Records excerpted from a collection:
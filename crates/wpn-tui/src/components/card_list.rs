//! Card list — the scrollable pane of channel cards.
//!
//! Cards are stacked top to bottom in visible order with one blank row
//! between them.  Long lines wrap at the pane width.  Scrolling is by
//! rendered row; the offset is clamped on every draw so a shrinking card list
//! never leaves the view past the end.

use ratatui::crossterm::event::{KeyCode, KeyEvent, MouseEvent, MouseEventKind};
use ratatui::{
    layout::{Alignment, Margin, Rect},
    style::Style,
    text::Line,
    widgets::{Paragraph, Scrollbar, ScrollbarOrientation, ScrollbarState, Wrap},
    Frame,
};

use crate::action::Action;
use crate::app_state::AppState;
use crate::card::Card;
use crate::component::Component;
use crate::theme::{style_muted, C_FILTER_FG};
use crate::widgets::pane_chrome::{pane_chrome, Badge};

pub const NO_DATA: &str = "no data yet";
pub const NO_MATCH: &str = "no channels match filter";

const WHEEL_STEP: usize = 3;

pub struct CardList {
    scroll: usize,
    /// Inner height of the last draw, for page-sized scrolling.
    viewport: usize,
}

impl CardList {
    pub fn new() -> Self {
        Self {
            scroll: 0,
            viewport: 0,
        }
    }

    #[cfg(test)]
    pub fn scroll(&self) -> usize {
        self.scroll
    }

    fn page(&self) -> usize {
        self.viewport.saturating_sub(1).max(1)
    }
}

impl Default for CardList {
    fn default() -> Self {
        Self::new()
    }
}

/// All card lines with a blank row between consecutive cards.
pub fn stack_cards(cards: &[Card]) -> Vec<Line<'static>> {
    let mut lines = Vec::new();
    for (i, card) in cards.iter().enumerate() {
        if i > 0 {
            lines.push(Line::default());
        }
        lines.extend(card.lines());
    }
    lines
}

/// Paragraph scroll offsets are `u16`.
fn max_scroll(total: usize, viewport: usize) -> usize {
    total.saturating_sub(viewport).min(u16::MAX as usize)
}

impl Component for CardList {
    fn handle_key(&mut self, key: KeyEvent, _state: &AppState) -> Vec<Action> {
        match key.code {
            KeyCode::Up | KeyCode::Char('k') => vec![Action::ScrollUp(1)],
            KeyCode::Down | KeyCode::Char('j') => vec![Action::ScrollDown(1)],
            KeyCode::PageUp => vec![Action::ScrollUp(self.page())],
            KeyCode::PageDown => vec![Action::ScrollDown(self.page())],
            KeyCode::Home | KeyCode::Char('g') => vec![Action::ScrollTop],
            KeyCode::End | KeyCode::Char('G') => vec![Action::ScrollBottom],
            _ => vec![],
        }
    }

    fn handle_mouse(&mut self, event: MouseEvent, _area: Rect, _state: &AppState) -> Vec<Action> {
        match event.kind {
            MouseEventKind::ScrollUp => vec![Action::ScrollUp(WHEEL_STEP)],
            MouseEventKind::ScrollDown => vec![Action::ScrollDown(WHEEL_STEP)],
            _ => vec![],
        }
    }

    fn on_action(&mut self, action: &Action, _state: &AppState) -> Vec<Action> {
        match action {
            Action::ScrollUp(n) => self.scroll = self.scroll.saturating_sub(*n),
            // Clamped against the content on the next draw.
            Action::ScrollDown(n) => self.scroll = self.scroll.saturating_add(*n),
            Action::ScrollTop | Action::FilterChanged(_) => self.scroll = 0,
            Action::ScrollBottom => self.scroll = usize::MAX,
            _ => {}
        }
        vec![]
    }

    fn draw(&mut self, frame: &mut Frame, area: Rect, focused: bool, state: &AppState) {
        let filter = state.session.filter_text();
        let badge_text = format!("filter: {}", filter);
        let badge = (!filter.is_empty()).then(|| Badge {
            text: &badge_text,
            color: C_FILTER_FG,
        });
        let block = pane_chrome("Channels", focused, badge);
        let inner = block.inner(area);
        frame.render_widget(block, area);

        self.viewport = inner.height as usize;
        let cards = state.session.cards();
        if cards.is_empty() {
            self.scroll = 0;
            let message = if state.session.snapshot().usable_count() == 0 {
                NO_DATA
            } else {
                NO_MATCH
            };
            frame.render_widget(
                Paragraph::new(message)
                    .style(style_muted())
                    .alignment(Alignment::Center),
                inner,
            );
            return;
        }

        let text_area = inner.inner(Margin {
            horizontal: 1,
            vertical: 0,
        });
        let paragraph = Paragraph::new(stack_cards(cards))
            .style(Style::default())
            .wrap(Wrap { trim: false });
        let total = paragraph.line_count(text_area.width);
        self.scroll = self.scroll.min(max_scroll(total, self.viewport));

        frame.render_widget(paragraph.scroll((self.scroll as u16, 0)), text_area);

        if total > self.viewport {
            let mut scrollbar_state = ScrollbarState::new(max_scroll(total, self.viewport))
                .position(self.scroll)
                .viewport_content_length(self.viewport);
            frame.render_stateful_widget(
                Scrollbar::new(ScrollbarOrientation::VerticalRight)
                    .begin_symbol(None)
                    .end_symbol(None),
                inner,
                &mut scrollbar_state,
            );
        }
    }
}

#[cfg(test)]
mod tests {
    use super::*;
    use ratatui::backend::TestBackend;
    use ratatui::crossterm::event::KeyModifiers;
    use ratatui::Terminal;
    use wpn_proto::{Snapshot, TrackEntry};

    fn loaded_state(snapshot: Snapshot) -> AppState {
        let mut state = AppState::new("test".into(), true);
        let ticket = state.session.begin_refresh();
        state.session.finish_refresh(ticket, Ok(snapshot)).unwrap();
        state
    }

    fn scenario() -> Snapshot {
        Snapshot::new()
            .with_channel("Jazz", vec![TrackEntry::new("Blue", "Miles")])
            .with_channel(
                "Rock",
                vec![
                    TrackEntry::new("Song1", "Band1"),
                    TrackEntry::new("Song2", "Band2"),
                ],
            )
    }

    fn render(list: &mut CardList, state: &AppState, width: u16, height: u16) -> Vec<String> {
        let mut terminal = Terminal::new(TestBackend::new(width, height)).unwrap();
        terminal
            .draw(|f| {
                let area = f.area();
                list.draw(f, area, true, state);
            })
            .unwrap();
        let buffer = terminal.backend().buffer();
        (0..height)
            .map(|y| {
                (0..width)
                    .map(|x| buffer[(x, y)].symbol().to_string())
                    .collect::<String>()
            })
            .collect()
    }

    fn contains(rows: &[String], needle: &str) -> bool {
        rows.iter().any(|r| r.contains(needle))
    }

    #[test]
    fn test_renders_cards_in_order() {
        let state = loaded_state(scenario());
        let rows = render(&mut CardList::new(), &state, 50, 12);
        let jazz = rows.iter().position(|r| r.contains("Jazz")).unwrap();
        let rock = rows.iter().position(|r| r.contains("Rock")).unwrap();
        assert!(jazz < rock);
        assert!(contains(&rows, "Now Playing: Blue by Miles"));
        assert!(contains(&rows, "Previous Songs:"));
        assert!(contains(&rows, "• Song2 by Band2"));
        // Title, now playing, gap, then the next card.
        assert_eq!(rock, jazz + 3);
    }

    #[test]
    fn test_empty_states() {
        let empty = AppState::new("test".into(), true);
        assert!(contains(&render(&mut CardList::new(), &empty, 40, 5), NO_DATA));

        let mut filtered = loaded_state(scenario());
        filtered.session.set_filter_text("xyz");
        let rows = render(&mut CardList::new(), &filtered, 40, 5);
        assert!(contains(&rows, NO_MATCH));
        assert!(contains(&rows, "filter: xyz"));
    }

    #[test]
    fn test_scroll_is_clamped_to_content() {
        let state = loaded_state(scenario());
        let mut list = CardList::new();
        list.on_action(&Action::ScrollBottom, &state);
        // 2 + 1 + 4 = 7 content lines, 3 inner rows.
        let rows = render(&mut list, &state, 50, 5);
        assert_eq!(list.scroll(), 4);
        assert!(contains(&rows, "• Song2 by Band2"));

        list.on_action(&Action::ScrollUp(10), &state);
        assert_eq!(list.scroll(), 0);
    }

    #[test]
    fn test_long_lines_wrap_and_count_toward_scroll() {
        let snapshot = Snapshot::new().with_channel(
            "Jazz",
            vec![TrackEntry::new("A Very Long Song Title", "Someone Else")],
        );
        let state = loaded_state(snapshot);
        let mut list = CardList::new();
        // 30 columns leave 26 for text; the now-playing line takes two rows.
        let rows = render(&mut list, &state, 30, 6);
        assert!(contains(&rows, "Now Playing: A Very Long"));
        assert!(contains(&rows, "Someone Else"));

        // Title plus two wrapped rows against a 2-row viewport.
        list.on_action(&Action::ScrollBottom, &state);
        render(&mut list, &state, 30, 4);
        assert_eq!(list.scroll(), 1);
    }

    #[test]
    fn test_filter_change_resets_scroll() {
        let state = loaded_state(scenario());
        let mut list = CardList::new();
        list.on_action(&Action::ScrollDown(2), &state);
        list.on_action(&Action::FilterChanged("r".into()), &state);
        assert_eq!(list.scroll(), 0);
    }

    #[test]
    fn test_keys_map_to_scroll_actions() {
        let state = AppState::new("test".into(), true);
        let mut list = CardList::new();
        let key = |c| KeyEvent::new(c, KeyModifiers::NONE);
        assert_eq!(list.handle_key(key(KeyCode::Char('j')), &state), vec![Action::ScrollDown(1)]);
        assert_eq!(list.handle_key(key(KeyCode::Up), &state), vec![Action::ScrollUp(1)]);
        assert_eq!(list.handle_key(key(KeyCode::Char('G')), &state), vec![Action::ScrollBottom]);
        assert!(list.handle_key(key(KeyCode::Char('x')), &state).is_empty());
    }

    #[test]
    fn test_stack_cards_gap() {
        let state = loaded_state(scenario());
        let lines = stack_cards(state.session.cards());
        assert_eq!(lines.len(), 2 + 1 + 4);
        assert!(lines[2].spans.is_empty());
    }
}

TASK TO COMPLETE
The expected output is the exact run of lines from the start of the entries through the line with "Scrolling is by", inclusive.

EXERCISE RESPONSE
filename crates/wpn-tui/src/components/card_list.rs
//! Card list — the scrollable pane of channel cards.
//!
//! Cards are stacked top to bottom in visible order with one blank row
//! between them.  Long lines wrap at the pane width.  Scrolling is by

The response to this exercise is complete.